Belfast Lough Ruffian 23 Carrageen (Trevor Kirkpatrick) from Carrickfergus has successfully defended her national title on Dublin Bay today.

A turnout of 16 Ruffians, including six visiting boats, enjoyed boisterous conditions over three days. The Race Management team, led by Suzanne McGarry, under the burgee of the Dun Laoghaire Motor Yacht Club, conducted 7 races with great efficiency under trying conditions.
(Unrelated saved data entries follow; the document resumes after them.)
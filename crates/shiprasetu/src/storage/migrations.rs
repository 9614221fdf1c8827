//! Database migration system for shiprasetu.
//!
//! Tracks the schema version in the `metadata` table and brings older
//! databases up to date on open.

use rusqlite::Connection;

use crate::error::{Error, Result};

use super::schema::SCHEMA_STATEMENTS;

/// The current schema version.
pub const CURRENT_VERSION: i32 = 1;

/// Key used to store the schema version in the metadata table.
const VERSION_KEY: &str = "schema_version";

/// Initialize the database schema.
///
/// Creates all tables if they don't exist, then runs any pending migrations.
///
/// # Errors
///
/// Returns an error if schema creation or migration fails.
pub fn initialize_schema(conn: &Connection) -> Result<()> {
    for statement in SCHEMA_STATEMENTS {
        conn.execute(statement, [])?;
    }

    let version = get_schema_version(conn)?;
    if version > CURRENT_VERSION {
        return Err(Error::DatabaseMigration {
            message: format!(
                "database schema version {version} is newer than supported version {CURRENT_VERSION}"
            ),
        });
    }
    if version < CURRENT_VERSION {
        run_migrations(conn, version)?;
    }

    Ok(())
}

/// Get the current schema version from the database.
///
/// Returns 0 if no version is set (fresh database).
fn get_schema_version(conn: &Connection) -> Result<i32> {
    let result: std::result::Result<String, rusqlite::Error> = conn.query_row(
        "SELECT value FROM metadata WHERE key = ?1",
        [VERSION_KEY],
        |row| row.get(0),
    );

    match result {
        Ok(value) => value.parse().map_err(|_| Error::DatabaseMigration {
            message: format!("invalid schema version: {value}"),
        }),
        Err(rusqlite::Error::QueryReturnedNoRows) => Ok(0),
        Err(e) => Err(e.into()),
    }
}

fn set_schema_version(conn: &Connection, version: i32) -> Result<()> {
    conn.execute(
        "INSERT OR REPLACE INTO metadata (key, value) VALUES (?1, ?2)",
        (VERSION_KEY, version.to_string()),
    )?;
    Ok(())
}

fn run_migrations(conn: &Connection, from_version: i32) -> Result<()> {
    let mut current = from_version;

    while current < CURRENT_VERSION {
        current += 1;
        run_migration(conn, current)?;
    }

    set_schema_version(conn, CURRENT_VERSION)?;
    Ok(())
}

fn run_migration(conn: &Connection, version: i32) -> Result<()> {
    match version {
        // Version 1 is the base schema from `SCHEMA_STATEMENTS`.
        1 => set_schema_version(conn, 1),
        _ => Err(Error::DatabaseMigration {
            message: format!("unknown migration version: {version}"),
        }),
    }
}

#[cfg(test)]
mod tests {
    use super::*;

    fn create_test_db() -> Connection {
        Connection::open_in_memory().expect("failed to create in-memory database")
    }

    fn table_exists(conn: &Connection, name: &str) -> bool {
        let count: i32 = conn
            .query_row(
                "SELECT COUNT(*) FROM sqlite_master WHERE type='table' AND name=?1",
                [name],
                |row| row.get(0),
            )
            .unwrap();
        count == 1
    }

    #[test]
    fn test_initialize_schema_creates_tables() {
        let conn = create_test_db();
        initialize_schema(&conn).expect("failed to initialize schema");

        assert!(table_exists(&conn, "kv"));
        assert!(table_exists(&conn, "metadata"));
    }

    #[test]
    fn test_initialize_schema_sets_version() {
        let conn = create_test_db();
        initialize_schema(&conn).unwrap();

        assert_eq!(get_schema_version(&conn).unwrap(), CURRENT_VERSION);
    }

    #[test]
    fn test_initialize_schema_idempotent() {
        let conn = create_test_db();
        initialize_schema(&conn).expect("first init failed");
        initialize_schema(&conn).expect("second init failed");

        assert_eq!(get_schema_version(&conn).unwrap(), CURRENT_VERSION);
    }

    #[test]
    fn test_newer_schema_is_rejected() {
        let conn = create_test_db();
        initialize_schema(&conn).unwrap();
        set_schema_version(&conn, CURRENT_VERSION + 1).unwrap();

        let err = initialize_schema(&conn).unwrap_err();
        assert!(err.to_string().contains("newer than supported"));
    }

    #[test]
    fn test_garbage_version_is_rejected() {
        let conn = create_test_db();
        initialize_schema(&conn).unwrap();
        conn.execute(
            "UPDATE metadata SET value = 'abc' WHERE key = ?1",
            [VERSION_KEY],
        )
        .unwrap();

        let err = get_schema_version(&conn).unwrap_err();
        assert!(err.to_string().contains("invalid schema version"));
    }

    #[test]
    fn test_run_migration_unknown_version() {
        let conn = create_test_db();
        initialize_schema(&conn).unwrap();

        let err = run_migration(&conn, 999).unwrap_err();
        assert!(err.to_string().contains("unknown migration version"));
    }
}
Kirkpatrick got his defence off to the perfect start on Friday with two bullets, opening up a five-point lead over locals Shannagh (5,2) (Stephen Gill), Alias (4,3) (David Meeke) and Bandit (3,4) (Brian Cullen).

Trevor Kirkpatrick RuffianRuffian Champions again - Trevor Kirkpatrick and the crew of Carrageen from Carrckfergus

Ripples (Frank Bradley) scored best on Saturday (3,4,1), but her Friday results (8,6) left too big a gap to overcome on Sunday. Bandit (Ret,1,5) and Alias (1,5,6) shared joint 2nd overnight Saturday but Bandit will rue a rounding error while leading the first race, that may have impacted on the overall finishing positions.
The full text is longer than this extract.